Prof. Keywan Sohrabi, Jan De Laffoil and Prof. Volker Groß (from left) deal with the therapy of chronic inflammatory bowel diseases, especially in children and adolescents.Crohn's disease and ulcerative colitis are incurable intestinal diseases in which changes in the intestinal mucosa cause inflammation that permanently weakens the intestinal tissue. Both diseases are considered to be the main representatives of the so-called chronic inflammatory bowel diseases (IBD). About 20 percent of those affected fall ill in the first twenty years of their lives; they are often younger than ten. In children and adolescents in particular, it is important to start effective therapy quickly, since the disease endangers physical, psychosocial and professional development.

In the future, new e-health technologies based on extensive data from the patient register CEDATA of the specialist pediatric gastroenterological society will help to care for young patients. With almost 1.3 million euros from the innovation fund, the Federal Joint Committee, the highest self-governing body in the German health care system, is funding a research project by scientists from the Justus Liebig University in Gießen and the TH Mittelhessen.

Under the leadership of Dr. Jan De Laffolie, Head of Pediatric Gastroenterology, among other things, the existing data should be consolidated and supplemented with new data sets and analysis methods in order to find out whether individual care deficits can be reduced in this way. “We have a duty to provide the best possible care for children and young people with IBD,” emphasizes De Laffolie. "To do this, we have to network and learn from the data we collect and analyze together in order to make life with the disease even easier for patients."
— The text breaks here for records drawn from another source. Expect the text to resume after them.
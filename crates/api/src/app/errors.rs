//! Response envelope and error mapping.
//!
//! Every response is the same JSON shape: a success flag, a human message,
//! a data payload and the numeric status, so clients can branch on the body
//! alone.

use axum::http::StatusCode;
use axum::response::IntoResponse;
use serde::Serialize;
use serde_json::json;

use storefront_core::DomainError;
use storefront_infra::StoreError;

pub fn envelope_ok(
    status: StatusCode,
    message: impl Into<String>,
    data: impl Serialize,
) -> axum::response::Response {
    (
        status,
        axum::Json(json!({
            "success": true,
            "message": message.into(),
            "data": data,
            "status": status.as_u16(),
        })),
    )
        .into_response()
}

pub fn json_error(
    status: StatusCode,
    code: &'static str,
    message: impl Into<String>,
) -> axum::response::Response {
    (
        status,
        axum::Json(json!({
            "success": false,
            "error": code,
            "message": message.into(),
            "status": status.as_u16(),
        })),
    )
        .into_response()
}

pub fn domain_error_to_response(err: DomainError) -> axum::response::Response {
    let status = match &err {
        DomainError::NotFound(_) => StatusCode::NOT_FOUND,
        DomainError::Conflict(_) => StatusCode::CONFLICT,
        DomainError::Unauthorized => StatusCode::UNAUTHORIZED,
        _ => StatusCode::BAD_REQUEST,
    };
    json_error(status, err.kind(), err.to_string())
}

pub fn store_error_to_response(err: StoreError) -> axum::response::Response {
    match err {
        StoreError::Domain(e) => domain_error_to_response(e),
        StoreError::Backend(msg) => {
            // The cause goes to the log, never to the client.
            tracing::error!(error = %msg, "storage failure");
            json_error(
                StatusCode::INTERNAL_SERVER_ERROR,
                "internal_error",
                "internal error",
            )
        }
    }
}

/// Parse a path segment into a typed id, mapping failure to a 400 response.
pub fn parse_id<T: core::str::FromStr>(
    s: &str,
    what: &'static str,
) -> Result<T, axum::response::Response> {
    s.parse().map_err(|_| {
        json_error(
            StatusCode::BAD_REQUEST,
            "invalid_id",
            format!("invalid {what} id"),
        )
    })
}
impl TestServer {
    async fn spawn(jwt_secret: &str) -> Self {
        // Build app (same router as prod), but bind to an ephemeral port.
        let app = storefront_api::app::build_app(jwt_secret.to_string()).await;
        let listener = tokio::net::TcpListener::bind("127.0.0.1:0")
            .await
            .expect("failed to bind ephemeral port");
        let addr = listener.local_addr().unwrap();
        let base_url = format!("http://{}", addr);

        let handle = tokio::spawn(async move {
            axum::serve(listener, app).await.unwrap();
        });

        Self { base_url, handle }
    }
}

impl Drop for TestServer {
    fn drop(&mut self) {
        self.handle.abort();
    }
}

fn mint_jwt(jwt_secret: &str, user_id: UserId, roles: Vec<Role>) -> String {
    let now = Utc::now();
    let claims = JwtClaims {
        sub: user_id,
        roles,
        issued_at: now,
        expires_at: now + ChronoDuration::minutes(10),
    };

    storefront_auth::jwt::encode_hs256(&claims, jwt_secret.as_bytes())
        .expect("failed to encode jwt")
}

fn dec(v: &str) -> Decimal {
    v.parse().unwrap()
}

fn data_decimal(body: &serde_json::Value, field: &str) -> Decimal {
    body["data"][field]
        .as_str()
        .unwrap_or_else(|| panic!("{field} missing from data payload"))
        .parse()
        .unwrap()
}

async fn create_product(
    client: &reqwest::Client,
    base_url: &str,
    admin_token: &str,
    price: &str,
    stock: i64,
) -> String {
    let res = client
        .post(format!("{}/products", base_url))
        .bearer_auth(admin_token)
        .json(&json!({
            "name": "Widget",
            "price": price,
            "stock": stock,
            "specs": { "color": "red" },
        }))
        .send()
        .await
        .unwrap();
    assert_eq!(res.status(), StatusCode::CREATED);
    let body: serde_json::Value = res.json().await.unwrap();
    assert_eq!(body["success"], true);
    body["data"]["id"].as_str().unwrap().to_string()
}

async fn create_coupon(
    client: &reqwest::Client,
    base_url: &str,
    admin_token: &str,
    code: &str,
    value: &str,
) {
    let now = Utc::now();
    let res = client
        .post(format!("{}/coupons", base_url))
        .bearer_auth(admin_token)
        .json(&json!({
            "code": code,
            "title": "Test coupon",
            "discount_kind": "percentage",
            "discount_value": value,
            "valid_from": now - ChronoDuration::days(1),
            "valid_to": now + ChronoDuration::days(1),
        }))
        .send()
        .await
        .unwrap();
    assert_eq!(res.status(), StatusCode::CREATED);
}
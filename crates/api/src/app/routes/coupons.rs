use std::sync::Arc;

use axum::{
    Json, Router,
    extract::{Extension, Path},
    http::StatusCode,
    routing::post,
};
use chrono::Utc;

use storefront_core::CouponId;
use storefront_coupons::Coupon;
use storefront_pricing::{DiscountKind, DiscountRule};

use crate::app::services::AppServices;
use crate::app::{dto, errors};
use crate::context::UserContext;

pub fn router() -> Router {
    Router::new()
        .route("/coupons", post(create_coupon).get(list_coupons))
        .route("/coupons/redeem", post(redeem_coupon))
        .route("/coupons/:id/deactivate", post(deactivate_coupon))
}

pub async fn redeem_coupon(
    Extension(services): Extension<Arc<AppServices>>,
    Extension(user): Extension<UserContext>,
    Json(body): Json<dto::RedeemCouponRequest>,
) -> axum::response::Response {
    if let Err(resp) = crate::authz::require(&user, "coupons.redeem") {
        return resp;
    }

    match services
        .redemption
        .redeem(user.user_id(), &body.code, body.order_amount, Utc::now())
        .await
    {
        Ok(quote) => errors::envelope_ok(StatusCode::OK, "coupon redeemed", &quote),
        Err(e) => errors::store_error_to_response(e),
    }
}

pub async fn create_coupon(
    Extension(services): Extension<Arc<AppServices>>,
    Extension(user): Extension<UserContext>,
    Json(body): Json<dto::CreateCouponRequest>,
) -> axum::response::Response {
    if let Err(resp) = crate::authz::require(&user, "coupons.manage") {
        return resp;
    }

    let kind = match body.discount_kind.as_str() {
        "percentage" => DiscountKind::Percentage,
        "fixed" => DiscountKind::Fixed,
        _ => {
            return errors::json_error(
                StatusCode::BAD_REQUEST,
                "invalid_input",
                "discount_kind must be 'percentage' or 'fixed'",
            );
        }
    };
    let rule = DiscountRule {
        kind,
        value: body.discount_value,
        max_discount: body.max_discount,
    };

    let coupon = match Coupon::new(
        body.code,
        body.title,
        rule,
        body.min_purchase,
        body.valid_from,
        body.valid_to,
        body.max_uses,
    ) {
        Ok(c) => c,
        Err(e) => return errors::domain_error_to_response(e),
    };

    match services.coupons.insert(&coupon).await {
        Ok(()) => errors::envelope_ok(StatusCode::CREATED, "coupon created", &coupon),
        Err(e) => errors::store_error_to_response(e),
    }
}

pub async fn list_coupons(
    Extension(services): Extension<Arc<AppServices>>,
    Extension(user): Extension<UserContext>,
) -> axum::response::Response {
    if let Err(resp) = crate::authz::require(&user, "coupons.manage") {
        return resp;
    }

    match services.coupons.list().await {
        Ok(coupons) => errors::envelope_ok(StatusCode::OK, "coupons listed", &coupons),
        Err(e) => errors::store_error_to_response(e),
    }
}

pub async fn deactivate_coupon(
    Extension(services): Extension<Arc<AppServices>>,
    Extension(user): Extension<UserContext>,
    Path(id): Path<String>,
) -> axum::response::Response {
    if let Err(resp) = crate::authz::require(&user, "coupons.manage") {
        return resp;
    }
    let id: CouponId = match errors::parse_id(&id, "coupon") {
        Ok(v) => v,
        Err(resp) => return resp,
    };

    let mut coupon = match services.coupons.get(id).await {
        Ok(Some(c)) => c,
        Ok(None) => {
            return errors::json_error(StatusCode::NOT_FOUND, "not_found", "coupon not found");
        }
        Err(e) => return errors::store_error_to_response(e),
    };

    coupon.is_active = false;
    match services.coupons.update(&coupon).await {
        Ok(()) => errors::envelope_ok(StatusCode::OK, "coupon deactivated", &coupon),
        Err(e) => errors::store_error_to_response(e),
    }
}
As project manager at THM , Prof. Dr. Keywan Sohrabi and Prof. Dr. Volker Groß from the Health Department is contributing her expertise in the areas of big data, data mining and e-health to the research network. “Medical informatics is now able to process huge amounts of data. This opens up completely new perspectives for the future of medicine. For example, we can draw conclusions for individual therapy from the analysis of anonymized patient databases,” explains Sohrabi. The team of scientists is supported by Prof. Dr. Henning Schneider, dean of the Health Department at THM and head of the Institute for Medical Informatics at JLU.
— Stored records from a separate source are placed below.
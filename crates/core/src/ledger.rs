//! Persistence for the billing document.
use std::{collections::BTreeMap, fs, path::Path};

use serde::Deserialize;
use serde_json::Value;
use thiserror::Error;
use tracing::instrument;

use crate::account::{PUBLIC_KEY, PersonalAccount, PublicAccount, normalize_name};

#[derive(Error, Debug)]
pub enum LedgerError {
    #[error("File system error: {0}")]
    Io(#[from] std::io::Error),
    #[error("Malformed ledger document: {0}")]
    Parse(#[from] serde_json::Error),
    #[error("Malformed account record '{key}': {source}")]
    Account {
        key: String,
        source: serde_json::Error,
    },
    #[error("Ledger has no '{PUBLIC_KEY}' account")]
    MissingPublic,
    #[error("User '{0}' not found in the ledger")]
    UserNotFound(String),
}

#[derive(Debug, Deserialize)]
struct RawDocument {
    current_period: BTreeMap<String, Value>,
    #[serde(default)]
    record: Value,
}

/// The persisted billing document: the current period's public account and
/// per-user catalog, plus the historical record blob that is carried forward
/// unchanged on every save.
#[derive(Debug, Clone, PartialEq)]
pub struct Ledger {
    pub public: PublicAccount,
    pub catalog: BTreeMap<String, PersonalAccount>,
    pub record: Value,
}

impl Ledger {
    /// Reads and decodes the ledger file at `path`.
    #[instrument(skip(path))]
    pub fn load(path: &Path) -> Result<Self, LedgerError> {
        let content = fs::read_to_string(path)?;
        Self::from_json(&content)
    }

    /// Decodes a ledger document. The `PUBLIC` key is decoded as the shared
    /// account; every remaining `current_period` key is decoded uniformly as
    /// a personal account under its normalized name.
    pub fn from_json(content: &str) -> Result<Self, LedgerError> {
        let raw: RawDocument = serde_json::from_str(content)?;

        let mut public = None;
        let mut catalog = BTreeMap::new();
        for (key, value) in raw.current_period {
            if key.eq_ignore_ascii_case(PUBLIC_KEY) {
                let account = serde_json::from_value(value)
                    .map_err(|source| LedgerError::Account {
                        key: PUBLIC_KEY.to_string(),
                        source,
                    })?;
                public = Some(account);
            } else {
                let account = serde_json::from_value(value).map_err(|source| {
                    LedgerError::Account {
                        key: key.clone(),
                        source,
                    }
                })?;
                catalog.insert(normalize_name(&key), account);
            }
        }

        Ok(Self {
            public: public.ok_or(LedgerError::MissingPublic)?,
            catalog,
            record: raw.record,
        })
    }

    /// Serializes the document and overwrites the file at `path`.
    ///
    /// A crash mid-write can leave a truncated file; callers accept that.
    #[instrument(skip(self, path))]
    pub fn save(&self, path: &Path) -> Result<(), LedgerError> {
        let content = self.to_json()?;
        fs::write(path, content)?;
        Ok(())
    }

    pub fn to_json(&self) -> Result<String, LedgerError> {
        let mut period = serde_json::Map::new();
        period.insert(PUBLIC_KEY.to_string(), serde_json::to_value(&self.public)?);
        for (name, account) in &self.catalog {
            period.insert(name.clone(), serde_json::to_value(account)?);
        }

        let document = serde_json::json!({
            "current_period": period,
            "record": self.record,
        });
        Ok(serde_json::to_string_pretty(&document)?)
    }

    /// Looks up one user's record in the catalog by normalized name.
    pub fn user(&self, name: &str) -> Result<&PersonalAccount, LedgerError> {
        let key = normalize_name(name);
        self.catalog
            .get(&key)
            .ok_or(LedgerError::UserNotFound(key))
    }

    pub fn user_names(&self) -> Vec<String> {
        self.catalog.keys().cloned().collect()
    }
}

#[cfg(test)]
mod tests {
    use super::*;

    const SAMPLE_LEDGER: &str = r#"
    {
        "current_period": {
            "PUBLIC": {
                "subsidy": 100.0,
                "water_fee": 0.0,
                "public_electric_fee": 0.0,
                "network_fee": 0.0,
                "gass_fee": 0.0,
                "balance": 250.5
            },
            "ALICE": {
                "last_period_meter_read": 1200.0,
                "personal_electric_fee": 0.0,
                "total_electric_fee": 0.0,
                "water_fee": 0.0,
                "network_fee": 0.0,
                "gas_fee": 0.0,
                "tenat_fee": 4500.0,
                "total_fee": 0.0
            },
            "BOB": {
                "last_period_meter_read": 800.0,
                "tenat_fee": 4200.0
            }
        },
        "record": { "2025-06": { "note": "carried" } }
    }
    "#;

    #[test]
    fn test_load_decodes_public_and_users() {
        let ledger = Ledger::from_json(SAMPLE_LEDGER).unwrap();
        assert_eq!(ledger.public.subsidy, 100.0);
        assert_eq!(ledger.public.balance, 250.5);
        assert_eq!(ledger.catalog.len(), 2);
        assert_eq!(ledger.catalog["ALICE"].last_period_meter_read, 1200.0);
        assert_eq!(ledger.catalog["BOB"].tenant_fee, 4200.0);
    }

    #[test]
    fn test_load_normalizes_user_keys() {
        let content = r#"{"current_period":{"PUBLIC":{}," bob ":{"tenat_fee":1.0}}}"#;
        let ledger = Ledger::from_json(content).unwrap();
        assert!(ledger.catalog.contains_key("BOB"));
    }

    #[test]
    fn test_load_requires_public_account() {
        let content = r#"{"current_period":{"ALICE":{}}}"#;
        let err = Ledger::from_json(content).unwrap_err();
        assert!(matches!(err, LedgerError::MissingPublic));
    }

    #[test]
    fn test_load_names_malformed_account() {
        let content = r#"{"current_period":{"PUBLIC":{},"ALICE":{"water_fee":"wet"}}}"#;
        let err = Ledger::from_json(content).unwrap_err();
        assert!(matches!(err, LedgerError::Account { ref key, .. } if key == "ALICE"));
    }

    #[test]
    fn test_load_rejects_invalid_json() {
        let err = Ledger::from_json("{ nope").unwrap_err();
        assert!(matches!(err, LedgerError::Parse(_)));
    }

    #[test]
    fn test_round_trip_preserves_document() {
        let ledger = Ledger::from_json(SAMPLE_LEDGER).unwrap();
        let reloaded = Ledger::from_json(&ledger.to_json().unwrap()).unwrap();
        assert_eq!(ledger, reloaded);
    }

    #[test]
    fn test_record_carried_forward() {
        let ledger = Ledger::from_json(SAMPLE_LEDGER).unwrap();
        let out = ledger.to_json().unwrap();
        let value: Value = serde_json::from_str(&out).unwrap();
        assert_eq!(value["record"]["2025-06"]["note"], "carried");
    }

    #[test]
    fn test_missing_record_serialized_as_null() {
        let ledger = Ledger::from_json(r#"{"current_period":{"PUBLIC":{}}}"#).unwrap();
        assert_eq!(ledger.record, Value::Null);
    }

    #[test]
    fn test_user_lookup_normalizes() {
        let ledger = Ledger::from_json(SAMPLE_LEDGER).unwrap();
        assert!(ledger.user("alice").is_ok());
        assert!(ledger.user(" Alice ").is_ok());
        assert!(ledger.user("ALICE").is_ok());
    }

    #[test]
    fn test_user_lookup_unknown() {
        let ledger = Ledger::from_json(SAMPLE_LEDGER).unwrap();
        let err = ledger.user("carol").unwrap_err();
        assert!(matches!(err, LedgerError::UserNotFound(ref name) if name == "CAROL"));
    }

    #[test]
    fn test_save_and_load_file() {
        let dir = tempfile::tempdir().unwrap();
        let path = dir.path().join("data.json");

        let ledger = Ledger::from_json(SAMPLE_LEDGER).unwrap();
        ledger.save(&path).unwrap();

        let reloaded = Ledger::load(&path).unwrap();
        assert_eq!(ledger, reloaded);
    }

    #[test]
    fn test_load_missing_file_is_io_error() {
        let dir = tempfile::tempdir().unwrap();
        let err = Ledger::load(&dir.path().join("nope.json")).unwrap_err();
        assert!(matches!(err, LedgerError::Io(_)));
    }
}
In the course of the project, the acceptance of the online register should also be increased. In addition, big data should help to develop new algorithms to support doctors in their therapy decisions. CEDATA is a patient register managed by the Society for Pediatric Gastroenterology and Nutrition and has been collecting clinical and paraclinical diagnostic and therapy data from children and adolescents with IBD since 2004. A total of around 4,500 children and young people and around 35,000 patient contacts were documented. Techniques and analyzes from the field of e-health and big data are particularly suitable for recognizing different disease situations across the board.